9

Berthe umarła we śnie.

W międzyczasie opuściłam Philippe’a i przeniosłam się z powrotem do niej, znowu zostałam jej lektorką. Odbyło się to tak naturalnie, jakby nic się nie zmieniło: ani nasze pokoje, ani nasi ulubieni autorzy. Nie potrzebowałyśmy słów. Rozmawiałyśmy za pośrednictwem książek. Miesiąc później zmarła.

Tego ranka nie odpowiedziała, gdy zawołałam ją na śniadanie. Podeszłam do niej i była zimna, ale przecież zawsze taka była. Znów mnie nabiera, przyszło mi do głowy, jak wtedy, kiedy myślałam, że nie jest ślepa, że wszystko to tylko udawana farsa, po to żebym dotrzymywała jej towarzystwa.

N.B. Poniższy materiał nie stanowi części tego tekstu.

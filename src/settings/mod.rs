//! Settings access and the `view` section.

mod types;

pub use types::{Autoescape, EngineOptions, TemplatePaths, ViewConfig};

use crate::constants::{SETTINGS_FILENAMES, VIEW_SECTION};
use crate::error::{Error, Result};
use crate::helpers::HelperBundle;
use log::debug;
use std::path::Path;
use std::sync::Arc;

/// Application settings: a nested configuration tree.
#[derive(Debug, Clone, Default, PartialEq)]
pub struct Settings {
    root: serde_json::Value,
}

impl Settings {
    pub fn new(root: serde_json::Value) -> Self {
        Self { root }
    }

    /// Looks up a value by dotted key, e.g. `"view.options.debug"`.
    pub fn get(&self, key: &str) -> Option<&serde_json::Value> {
        key.split('.').try_fold(&self.root, |value, segment| value.get(segment))
    }

    pub fn as_value(&self) -> &serde_json::Value {
        &self.root
    }

    /// Deserializes the `view` section. A missing section yields an empty
    /// config, which later fails validation for lack of `paths`.
    pub fn view(&self) -> Result<ViewConfig> {
        match self.get(VIEW_SECTION) {
            Some(section) => Ok(ViewConfig::deserialize_from(section)?),
            None => Ok(ViewConfig::default()),
        }
    }

    /// Parses a JSON or YAML settings file, picking the format by extension.
    pub fn from_file<P: AsRef<Path>>(path: P) -> Result<Self> {
        let path = path.as_ref();
        let content = std::fs::read_to_string(path)?;
        let root: serde_json::Value = match path.extension().and_then(|ext| ext.to_str()) {
            Some("json") => serde_json::from_str(&content)?,
            Some("yaml") | Some("yml") => serde_yaml::from_str(&content)?,
            _ => {
                return Err(Error::ConfigurationError(format!(
                    "unsupported settings file format '{}'",
                    path.display()
                )))
            }
        };
        debug!("Loaded settings from {}", path.display());
        Ok(Self { root })
    }

    /// Loads the first settings file found in `dir`.
    pub fn load<P: AsRef<Path>>(dir: P) -> Result<Self> {
        let dir = dir.as_ref();
        for file_name in SETTINGS_FILENAMES.iter() {
            let path = dir.join(file_name);
            if path.exists() {
                return Self::from_file(path);
            }
        }
        Err(Error::SettingsNotFound {
            dir: dir.display().to_string(),
            files: SETTINGS_FILENAMES.join(", "),
        })
    }
}

impl From<serde_json::Value> for Settings {
    fn from(root: serde_json::Value) -> Self {
        Self::new(root)
    }
}

impl ViewConfig {
    fn deserialize_from(section: &serde_json::Value) -> serde_json::Result<Self> {
        serde::Deserialize::deserialize(section)
    }
}

/// Everything the view needs to build its engine.
#[derive(Clone, Default)]
pub struct ViewSettings {
    pub paths: Option<TemplatePaths>,
    pub options: EngineOptions,
    pub extensions: Vec<Arc<dyn HelperBundle>>,
    /// Exposed as `app.settings` when `options.app_globals` is set.
    pub app_settings: serde_json::Value,
}

impl ViewSettings {
    pub fn new(paths: impl Into<TemplatePaths>) -> Self {
        Self { paths: Some(paths.into()), ..Default::default() }
    }

    pub fn with_options(mut self, options: EngineOptions) -> Self {
        self.options = options;
        self
    }

    pub fn with_extension(mut self, bundle: Arc<dyn HelperBundle>) -> Self {
        self.extensions.push(bundle);
        self
    }

    pub fn with_app_settings(mut self, settings: serde_json::Value) -> Self {
        self.app_settings = settings;
        self
    }

    /// Builds view settings from a file-form config, resolving extension
    /// names against the bundles the application makes available.
    pub fn from_config(
        config: ViewConfig,
        available: &[Arc<dyn HelperBundle>],
    ) -> Result<Self> {
        let extensions = config
            .extensions
            .iter()
            .map(|name| {
                available.iter().find(|bundle| bundle.name() == name.as_str()).cloned().ok_or_else(
                    || {
                        Error::ConfigurationError(format!(
                            "the view option \"extensions\" must name registered HelperBundle implementations, \"{name}\" is not one"
                        ))
                    },
                )
            })
            .collect::<Result<Vec<_>>>()?;

        Ok(Self {
            paths: config.paths,
            options: config.options,
            extensions,
            app_settings: serde_json::Value::Null,
        })
    }

    /// Reads the `view` section of `settings`. The whole settings tree is
    /// kept for the `app` global.
    pub fn from_settings(
        settings: &Settings,
        available: &[Arc<dyn HelperBundle>],
    ) -> Result<Self> {
        let view = Self::from_config(settings.view()?, available)?;
        Ok(view.with_app_settings(settings.as_value().clone()))
    }

    /// Returns the template paths, failing when they are absent or empty.
    pub fn validate(&self) -> Result<&TemplatePaths> {
        match &self.paths {
            Some(paths) if !paths.is_empty() => Ok(paths),
            Some(_) => Err(Error::ConfigurationError(
                "view settings option \"paths\" must not be empty".into(),
            )),
            None => Err(Error::ConfigurationError(
                "view settings must contain the \"paths\" option".into(),
            )),
        }
    }
}

impl std::fmt::Debug for ViewSettings {
    fn fmt(&self, f: &mut std::fmt::Formatter<'_>) -> std::fmt::Result {
        f.debug_struct("ViewSettings")
            .field("paths", &self.paths)
            .field("options", &self.options)
            .field(
                "extensions",
                &self.extensions.iter().map(|bundle| bundle.name()).collect::<Vec<_>>(),
            )
            .finish()
    }
}
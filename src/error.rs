use thiserror::Error;

#[derive(Error, Debug)]
pub enum Error {
    #[error("IO error: {0}.")]
    IoError(#[from] std::io::Error),

    #[error("Failed to parse JSON settings. Original error: {0}")]
    JsonError(#[from] serde_json::Error),

    #[error("Failed to parse YAML settings. Original error: {0}")]
    YamlError(#[from] serde_yaml::Error),

    #[error("Failed to render. Original error: {0}")]
    MinijinjaError(#[from] minijinja::Error),

    /// Missing or malformed view settings. Fatal to view construction.
    #[error("Configuration error: {0}.")]
    ConfigurationError(String),

    /// A helper needs a collaborator that was not supplied.
    #[error("Service not found: {0}.")]
    ServiceNotFound(String),

    #[error("The current request has no '{0}' attribute.")]
    MissingRequestAttribute(String),

    #[error("No settings file found in '{dir}'. Tried: {files}.")]
    SettingsNotFound { dir: String, files: String },

    /// Failures reported by router or translator implementations.
    #[error(transparent)]
    Other(#[from] anyhow::Error),
}

/// Convenience type alias for Results with vista's Error as the error type.
pub type Result<T> = std::result::Result<T, Error>;

impl Error {
    /// Returns the helper error that caused a render failure, if any.
    ///
    /// Helpers run inside the template engine, so their failures reach the
    /// caller wrapped in a [`Error::MinijinjaError`]. The helper's error is
    /// kept in the source chain and can be inspected here.
    pub fn helper_error(&self) -> Option<&Error> {
        let Error::MinijinjaError(err) = self else {
            return None;
        };
        let mut source = std::error::Error::source(err);
        while let Some(cause) = source {
            if let Some(found) = cause.downcast_ref::<Error>() {
                return Some(found);
            }
            source = cause.source();
        }
        None
    }
}

impl From<Error> for minijinja::Error {
    fn from(err: Error) -> Self {
        match err {
            Error::MinijinjaError(inner) => inner,
            other => minijinja::Error::new(
                minijinja::ErrorKind::InvalidOperation,
                other.to_string(),
            )
            .with_source(other),
        }
    }
}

Jej śmierć nie była dla mnie ciosem. W jakiś sposób przygotowała mnie na nią. Może właśnie tak umierają niewidomi: stopniowo gasną, porządkując swe życie i wszystko, co ich otacza, aż wreszcie mogą spokojnie odejść.

Nie wiedziałam, kogo powiadomić. Berthe nie miała rodziny. Nie chciałam wzywać Delii. Nie chciałam dzielić się jej śmiercią.

Zadzwoniłam do Philippe’a. To on zajął się pogrzebem. Kameralna ceremonia w Saint-Severin, kościele, do którego chodziła Berthe. Odprowadzałam ją na msze – zostawiałam ją w pierwszej ławce i krążyłam po Dzielnicy Łacińskiej, aż minęła godzina.

W ostatniej ławce płakał jakiś staruszek. Sekretna miłość?

Proboszcz wygłosił krótką mowę – o tym, jak szczodra była Berthe, o jej dobrym humorze. Płakałam nie z jej powodu, tylko na wspomnienie matki: nie widziałam jej trumny, nie wiedziałam, gdzie spoczęły jej prochy, nikt nie wygłosił dla niej mowy, nikt jej tak naprawdę nie znał. Ubrałam się na czarno dla Berthe, na znak żałoby, której nie nosiłam po matce.

Kiedy skończyła się msza, staruszka z ostatniej ławki już nie było.

Przyjrzałam się jeszcze raz wnętrzu kościoła. Przypomniałam sobie spokojną twarz Berthe, gładkość, jaką zdawały się mieć jej zamknięte powieki.

Jakiś pisarz, nie pamiętałam już kto, napisał, że na łożu śmierci nikt nie opowiada powieści ani poematu, tylko nowelę. Jaką opowieść snuła Berthe?

Podeszła do mnie Marie. Wzięła mnie pod rękę i wyprowadziła na dziedziniec.

– Nie jest to właściwy moment na taką rozmowę. Ale chcę wydać pani książkę.